“La embriagadora voluptuosidad de la vida consistía en eso precisamente, en que podían (al menos en teoría) escoger libremente la senda que quisiesen y pasarse después a otra, y a otra, según les viniese en gana”.
Un puente sobre el Drina. Ivo Andrić
Una vez, cuando tenía por ahí cinco años y quién sabe después de oír o ver qué —incluso creo que fue al regresar de unas vacaciones en el mar—, me acerqué con algo de inquietud a mi mamá y le pregunté si dividieran a todas las personas entre blancos y negros, a mí a qué lado me pondrían. Más que saber a cuál correspondía, creo que quería era entender qué significaba lo que sea que fuera yo.
Es que desde que empezamos a asimilar el mundo se nos impone la raza como una frontera y se nos enseña a clasificar exhaustivamente para tener bien claro el sitio de cada quién. Cómo te llamas (y cuál es tu apellido), de dónde eres, dónde vives, a qué colegio vas, qué hacen tus papás, no te juntes con esa niña, estos son los lugares a los que debes ir y estos los sueños a los que debes aspirar en tu categoría.
Eso hace parte de casi todas las narrativas que nos rodean porque, además de ahogarnos en números anónimos protagonistas de tragedias, al intentar detallar hemos optado por etiquetas como ‘inmigrante’, ‘negro’, ‘latino’, ‘sirio’, ‘judío’, ‘mujer’, ‘marica’, ‘sin papeles’, antes que por los nombres y las historias de los seres humanos detrás de cada una de esas fachadas, que no son sino eufemismos de una indiferencia con una violencia implícita aterradora.
En la película A 200 metros un palestino lucha por reunirse con su familia, que vive apenas a doscientos metros, pero tras el muro, en el lado israelí. Para visitar a su hijo en el hospital el hombre debe hacer un viaje absurdo de doscientos kilómetros y superar una cantidad de obstáculos arriesgando la vida e intentando demostrar que es un ciudadano normal —solo que la clasificación inicial no le ha sido favorable. Además, su hijo ha empezado a sentir odio porque un niño del colegio, que no sabe de lo que habla pero que repite lo que oye, lo ha llamado ‘cisjordano de mierda’, entonces el chico ha decidido que si sigue yendo a ese colegio, le pegará a todo el mundo.
Construimos barreras físicas e imaginarias que incitan a la división y la violencia, al temor al aparentemente diferente, fomentando que otros las extiendan y que no se cuestionen las fundaciones de las categorías que nos inventamos ni se borren las fronteras de las que nos lucramos.

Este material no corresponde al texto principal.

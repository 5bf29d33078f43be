//! Shared data types.

mod common;
mod credentials;
mod dispatch;
mod subscription;
mod webhook;

pub use common::*;
pub use credentials::*;
pub use dispatch::*;
pub use subscription::*;
pub use webhook::*;
//! Subscription records.

use serde::{Deserialize, Serialize};
use serde_json::Value;

use super::{Parameters, Timestamp};

/// Property key holding the upstream-assigned registration id.
pub const PROPERTY_EXTERNAL_ID: &str = "external_id";
/// Property key holding the event types the subscription was created for.
pub const PROPERTY_EVENTS: &str = "events";
/// Property key holding the upstream-issued signing secret, if any.
pub const PROPERTY_WEBHOOK_SECRET: &str = "webhook_secret";

/// One active webhook registration with an upstream service.
///
/// Owned by the host's store. Refresh returns a new value rather than
/// mutating this one.
#[derive(Debug, Clone, PartialEq, Serialize, Deserialize)]
pub struct Subscription {
    /// Callback URL the upstream invokes. Opaque to Hookline.
    pub endpoint: String,
    /// Lease expiry, seconds since epoch.
    pub expires_at: Timestamp,
    /// Upstream identifiers and subscribed event types.
    #[serde(default)]
    pub properties: Parameters,
}

impl Subscription {
    pub fn new(endpoint: impl Into<String>, expires_at: Timestamp) -> Self {
        Self {
            endpoint: endpoint.into(),
            expires_at,
            properties: Parameters::new(),
        }
    }

    /// Set a property.
    pub fn with_property(mut self, key: impl Into<String>, value: impl Into<Value>) -> Self {
        self.properties.insert(key.into(), value.into());
        self
    }

    pub fn property(&self, key: &str) -> Option<&Value> {
        self.properties.get(key)
    }

    /// Get a property as a non-empty string.
    pub fn property_str(&self, key: &str) -> Option<&str> {
        self.properties
            .get(key)
            .and_then(Value::as_str)
            .filter(|s| !s.is_empty())
    }

    /// The upstream registration id, if recorded.
    pub fn external_id(&self) -> Option<&str> {
        self.property_str(PROPERTY_EXTERNAL_ID)
    }

    /// Event types recorded at creation. Empty means all events.
    pub fn events(&self) -> Vec<String> {
        self.property(PROPERTY_EVENTS)
            .and_then(Value::as_array)
            .map(|items| {
                items
                    .iter()
                    .filter_map(|v| v.as_str().map(str::to_string))
                    .collect()
            })
            .unwrap_or_default()
    }

    pub fn is_expired_at(&self, now: Timestamp) -> bool {
        self.expires_at <= now
    }

    /// Seconds left on the lease, negative once expired.
    pub fn remaining_at(&self, now: Timestamp) -> i64 {
        self.expires_at - now
    }
}

/// Host-side lifecycle state of a subscription record.
#[derive(Debug, Clone, Copy, PartialEq, Eq, Serialize, Deserialize)]
#[serde(rename_all = "snake_case")]
pub enum SubscriptionState {
    Unsubscribed,
    Active,
    Expired,
}

impl SubscriptionState {
    /// Derive the state of an optional record at `now`.
    pub fn of(subscription: Option<&Subscription>, now: Timestamp) -> Self {
        match subscription {
            None => Self::Unsubscribed,
            Some(s) if s.is_expired_at(now) => Self::Expired,
            Some(_) => Self::Active,
        }
    }
}

/// Outcome report of an unsubscribe call.
#[derive(Debug, Clone, PartialEq, Eq, Serialize, Deserialize)]
pub struct UnsubscribeResult {
    pub success: bool,
    pub message: String,
}

impl UnsubscribeResult {
    pub fn ok(message: impl Into<String>) -> Self {
        Self {
            success: true,
            message: message.into(),
        }
    }

    pub fn failed(message: impl Into<String>) -> Self {
        Self {
            success: false,
            message: message.into(),
        }
    }
}

#[cfg(test)]
#[path = "subscription_tests.rs"]
mod tests;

Enséñale a tu hijo sobre jerarquías artificiales en las personas y prepárate para descubrir en quién se convertirá. Cada muro es un paso atrás en la esperanza.
En un ensayo sobre la pandemia, Juan José Millás hablaba de las muertes sin contabilizar, ‘gente que moría fuera del sistema’, como le explicó una responsable sanitaria. “Morir fuera del sistema, cuando se ha vivido disciplinadamente dentro, constituye una de las formas de destierro más crueles que quepa imaginar’, concluía él. Es que nos han indicado que fuera de sus datos e interpretaciones no hay nada, ni siquiera la propia vida, y por eso es tan duro quedar excluidos.
¿Qué somos si no somos nuestro apellido ni nuestro pasaporte ni un color de piel ni una profesión ni un estrato social ni un barrio ni un número de identificación o el dios o la nada en que creemos? ¿Sí lo sabemos o de tanto disfrazarlo se nos olvidó? ¿Existimos fuera del sistema? ¿Se habrá perdido algo si morimos y no nos cuentan en las cifras oficiales?
Se me quedó grabada una escena de la película La batalla olvidada: un hombre abraza a otro, aparentemente desconocido, y su acompañante le pregunta quién era, a lo que él responde “nadie, solo un hombre feliz”.
Que ojalá hubiera más definiciones así, un poquito más compatibles con el ser humano. Sería bueno recordar mejor lo que somos bajo todos los colores y las telas y los papeles, bajo lo que nos han dicho que seamos, y sabérselo transmitir sabiamente a aquellos que apenas abren los ojos al mundo, que serán los que construyan o derriben muros mañana.
No hay que despellejar ni obligar al otro a destruirse en el intento por demostrar su validez. Dijo Benjamín Labatut en Un verdor terrible: “Le pregunté cuánto tiempo le quedaba de vida a mi limón. Me dijo que no había forma de saberlo, al menos no sin cortar su tronco para mirar sus anillos. Pero ¿quién querría hacer una cosa así?”